North American Studies Programme
The North American Studies Programme at St Antony's College was launched in 2011 as an initiative that seeks to examine the common problems and issues that transcend national boundaries in North America, the interrelationships among North American states and societies, and the relationship of the region to the wider world. Defining North America as the territory from the Arctic to the Isthmus of Panama and including the islands of the Caribbean, the Programme aims to study the continent in a way that is integrated and cohesive, crossing disciplinary boundaries and providing new insights into the similarities and differences that characterise the region.
The Programme has hosted a North American Studies Seminar Series at the College since 2011. These sessions examine a range of topics and issues relevant to North America in order to highlight the potential usefulness of studying the continent as a region that is bound together by geographic, political, cultural, and economic links and by a set of shared challenges and concerns. To view a copy of the Michaelmas Term 2013 programme of seminars please click here.
In March 2013, the North American Studies Programme hosted an international conference to examine the political economy of social policy in North America, asking to what extent the region is currently witnessing a process of convergence towards universalism in the provision of social services. At this gathering, the first of its kind organised by the Programme, a distinguished group of experts in the field of social policy examined the historical development and recent trends in the evolution of the region’s welfare states. In particular, the aim of the conference was to contribute to a well-informed discussion on the political economy of welfare regimes in North America by a) exploring welfare models in historical and comparative perspective, and b) by examining the political and institutional dynamics of recent developments in North America’s social policies.
The North American Studies Programme is proud to have been a co-sponsor of the 2013 Dahrendorf Colloquium at St Antony's College, held from 3-5 May, which examined the challenges of "Combining Freedom and Diversity: Lessons from Experience in Britain, Canada, France, Germany, and the United States." The conference explored and compared how major North American and European democracies have addressed the difficulty of incorporating immigrant and minority groups into their national political, social, and economic life. A report on conclusions from the conference that will be relevant for policymakers is to be released in the coming months. For more information, please visit the conference webpage.
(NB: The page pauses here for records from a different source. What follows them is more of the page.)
//! Gamma exposure service
//!
//! Wraps a [`GexReader`] with staleness handling, age-based weighting,
//! and directional flip detection. GEX is a degradable input: reader
//! failures and empty result sets surface as "no reading available",
//! never as errors the decision path has to handle.

use super::{with_retry, FetchError, GexReader, GexSignal};
use crate::config::{FetchConfig, GexConfig};
use crate::signal::Direction;
use chrono::{DateTime, Duration, Utc};
use rust_decimal::Decimal;
use std::sync::Arc;

/// Outcome of flip detection between the two most recent readings
#[derive(Debug, Clone, Copy, PartialEq, Eq)]
pub struct FlipResult {
    /// Whether direction changed between the two latest readings
    pub has_flipped: bool,
    /// Direction of the latest reading, when present
    pub current_direction: Option<Direction>,
    /// Direction of the reading before it, when present
    pub previous_direction: Option<Direction>,
}

impl FlipResult {
    fn none() -> Self {
        Self {
            has_flipped: false,
            current_direction: None,
            previous_direction: None,
        }
    }
}

/// Staleness, weighting, and flip detection over gamma exposure readings
pub struct GexService {
    reader: Arc<dyn GexReader>,
    fetch_policy: FetchConfig,
    stale_threshold: Duration,
    stale_weight_reduction: Decimal,
}

impl GexService {
    /// Create a service over `reader` with the configured thresholds
    pub fn new(reader: Arc<dyn GexReader>, config: &GexConfig, fetch_policy: FetchConfig) -> Self {
        Self {
            reader,
            fetch_policy,
            stale_threshold: Duration::hours(config.stale_threshold_hours),
            stale_weight_reduction: config.stale_weight_reduction,
        }
    }

    /// Latest reading for a symbol and timeframe, if any
    ///
    /// Reader failures are absorbed: callers treat absence as "no GEX
    /// input available", not an error.
    pub async fn latest_signal(&self, symbol: &str, timeframe: &str) -> Option<GexSignal> {
        self.read(symbol, timeframe)
            .await
            .and_then(|mut readings| {
                if readings.is_empty() {
                    None
                } else {
                    Some(readings.remove(0))
                }
            })
    }

    /// Whether a reading is older than the staleness threshold
    pub fn is_stale(&self, signal: &GexSignal) -> bool {
        self.is_stale_at(signal, Utc::now())
    }

    /// Clock-injected variant of [`is_stale`](Self::is_stale)
    pub fn is_stale_at(&self, signal: &GexSignal, now: DateTime<Utc>) -> bool {
        signal.age(now) > self.stale_threshold
    }

    /// Contribution weight of a reading
    ///
    /// Purely a function of age: fresh readings weigh 1.0, stale
    /// readings weigh `1 - stale_weight_reduction`. Direction and
    /// strength never affect the weight.
    pub fn effective_weight(&self, signal: &GexSignal) -> Decimal {
        self.effective_weight_at(signal, Utc::now())
    }

    /// Clock-injected variant of [`effective_weight`](Self::effective_weight)
    pub fn effective_weight_at(&self, signal: &GexSignal, now: DateTime<Utc>) -> Decimal {
        if self.is_stale_at(signal, now) {
            Decimal::ONE - self.stale_weight_reduction
        } else {
            Decimal::ONE
        }
    }

    /// Detect a directional flip between the two most recent readings
    ///
    /// Fewer than two readings means no flip.
    pub async fn detect_flip(&self, symbol: &str, timeframe: &str) -> FlipResult {
        let readings = match self.read(symbol, timeframe).await {
            Some(readings) => readings,
            None => return FlipResult::none(),
        };

        let mut latest_two = readings.iter().take(2);
        let (current, previous) = match (latest_two.next(), latest_two.next()) {
            (Some(current), Some(previous)) => (current, previous),
            _ => return FlipResult::none(),
        };

        FlipResult {
            has_flipped: current.direction != previous.direction,
            current_direction: Some(current.direction),
            previous_direction: Some(previous.direction),
        }
    }

    async fn read(&self, symbol: &str, timeframe: &str) -> Option<Vec<GexSignal>> {
        let reader = Arc::clone(&self.reader);
        let result: Result<Vec<GexSignal>, FetchError> =
            with_retry(&self.fetch_policy, "gex readings", || {
                let reader = Arc::clone(&reader);
                let symbol = symbol.to_string();
                let timeframe = timeframe.to_string();
                async move { reader.read_signals(&symbol, &timeframe).await }
            })
            .await;

        match result {
            Ok(readings) => Some(readings),
            Err(e) => {
                tracing::warn!(symbol, timeframe, error = %e, "GEX readings unavailable");
                None
            }
        }
    }
}

#[cfg(test)]
mod tests {
    use super::*;
    use async_trait::async_trait;
    use chrono::TimeZone;
    use rust_decimal_macros::dec;
    use tokio::sync::Mutex;

    fn ts(secs: i64) -> DateTime<Utc> {
        Utc.timestamp_opt(1_700_000_000 + secs, 0).unwrap()
    }

    fn reading(direction: Direction, at: i64) -> GexSignal {
        GexSignal {
            symbol: "SPY".to_string(),
            timeframe: "15m".to_string(),
            direction,
            strength: dec!(0.6),
            timestamp: ts(at),
        }
    }

    struct StubReader {
        readings: Mutex<Result<Vec<GexSignal>, String>>,
    }

    impl StubReader {
        fn with(readings: Vec<GexSignal>) -> Self {
            Self {
                readings: Mutex::new(Ok(readings)),
            }
        }

        fn failing() -> Self {
            Self {
                readings: Mutex::new(Err("feed offline".to_string())),
            }
        }
    }

    #[async_trait]
    impl GexReader for StubReader {
        async fn read_signals(
            &self,
            _symbol: &str,
            _timeframe: &str,
        ) -> Result<Vec<GexSignal>, FetchError> {
            self.readings
                .lock()
                .await
                .clone()
                .map_err(FetchError::Upstream)
        }
    }

    fn service(reader: StubReader) -> GexService {
        GexService::new(
            Arc::new(reader),
            &GexConfig::default(),
            FetchConfig {
                timeout_secs: 1,
                max_attempts: 1,
                initial_backoff_ms: 1,
            },
        )
    }

    #[tokio::test]
    async fn test_latest_signal_returns_head() {
        let svc = service(StubReader::with(vec![
            reading(Direction::Put, 100),
            reading(Direction::Call, 0),
        ]));

        let latest = svc.latest_signal("SPY", "15m").await.unwrap();
        assert_eq!(latest.direction, Direction::Put);
        assert_eq!(latest.timestamp, ts(100));
    }

    #[tokio::test]
    async fn test_latest_signal_empty_is_none() {
        let svc = service(StubReader::with(vec![]));
        assert!(svc.latest_signal("SPY", "15m").await.is_none());
    }

    #[tokio::test]
    async fn test_reader_failure_is_absorbed() {
        let svc = service(StubReader::failing());
        assert!(svc.latest_signal("SPY", "15m").await.is_none());
        let flip = svc.detect_flip("SPY", "15m").await;
        assert!(!flip.has_flipped);
    }

    #[tokio::test]
    async fn test_staleness_boundary() {
        let svc = service(StubReader::with(vec![]));
        let signal = reading(Direction::Call, 0);

        // Exactly at the 4h threshold: not stale. One second past: stale.
        let at_threshold = ts(4 * 3600);
        let past_threshold = ts(4 * 3600 + 1);
        assert!(!svc.is_stale_at(&signal, at_threshold));
        assert!(svc.is_stale_at(&signal, past_threshold));
    }

    #[tokio::test]
    async fn test_effective_weight_depends_only_on_age() {
        let svc = service(StubReader::with(vec![]));

        for direction in [Direction::Call, Direction::Put] {
            for strength in [dec!(0.1), dec!(0.9)] {
                let mut signal = reading(direction, 0);
                signal.strength = strength;

                assert_eq!(svc.effective_weight_at(&signal, ts(3600)), dec!(1.0));
                assert_eq!(
                    svc.effective_weight_at(&signal, ts(5 * 3600)),
                    dec!(0.5),
                    "stale weight for {direction:?} strength {strength}"
                );
            }
        }
    }

    #[tokio::test]
    async fn test_detect_flip_put_after_call() {
        let svc = service(StubReader::with(vec![
            reading(Direction::Put, 100),
            reading(Direction::Call, 0),
        ]));

        let flip = svc.detect_flip("SPY", "15m").await;
        assert!(flip.has_flipped);
        assert_eq!(flip.current_direction, Some(Direction::Put));
        assert_eq!(flip.previous_direction, Some(Direction::Call));
    }

    #[tokio::test]
    async fn test_no_flip_when_direction_unchanged() {
        let svc = service(StubReader::with(vec![
            reading(Direction::Call, 100),
            reading(Direction::Call, 0),
        ]));

        let flip = svc.detect_flip("SPY", "15m").await;
        assert!(!flip.has_flipped);
        assert_eq!(flip.current_direction, Some(Direction::Call));
    }

    #[tokio::test]
    async fn test_single_reading_is_no_flip() {
        let svc = service(StubReader::with(vec![reading(Direction::Put, 0)]));

        let flip = svc.detect_flip("SPY", "15m").await;
        assert!(!flip.has_flipped);
        assert_eq!(flip.current_direction, None);
        assert_eq!(flip.previous_direction, None);
    }
}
On 26-27 September 2013, the Programme, in collaboration with Oxford's Rothermere American Institute, hosted a conference on "The Challenges of Governance in the North American Arctic: Past, Present, and Future." This conference examined how the governance of the Arctic region by the United States, Canada, and Denmark (as the sovereign power in Greenland) has been shaped by geography and historical factors, and by interactions with and between a diverse group of actors, including indigenous peoples, local authorities, external economic interests, foreign powers, and multilateral bodies. The project made original contributions to current discussions on Arctic issues by drawing attention to the importance of legacies from the region's past and by highlighting the significance of a distinctively North American perspective on the Arctic, shaped by the institutional context of federalisms that divide sovereignty and control over resources between national governments, local administrations, and indigenous authorities. Among the institutions financing the conference are the Rothermere American Institute, the New York Community Trust, the U.S. Embassy in the United Kingdom, the Canadian High Commission in the United Kingdom, and the Lester B. Pearson Fund of the University of Oxford. Speakers included Shelagh Grant; Bill Graham, former Foreign Minister of Canada; Udloriak Hanson; William Iggiagruk Hensley; and John English.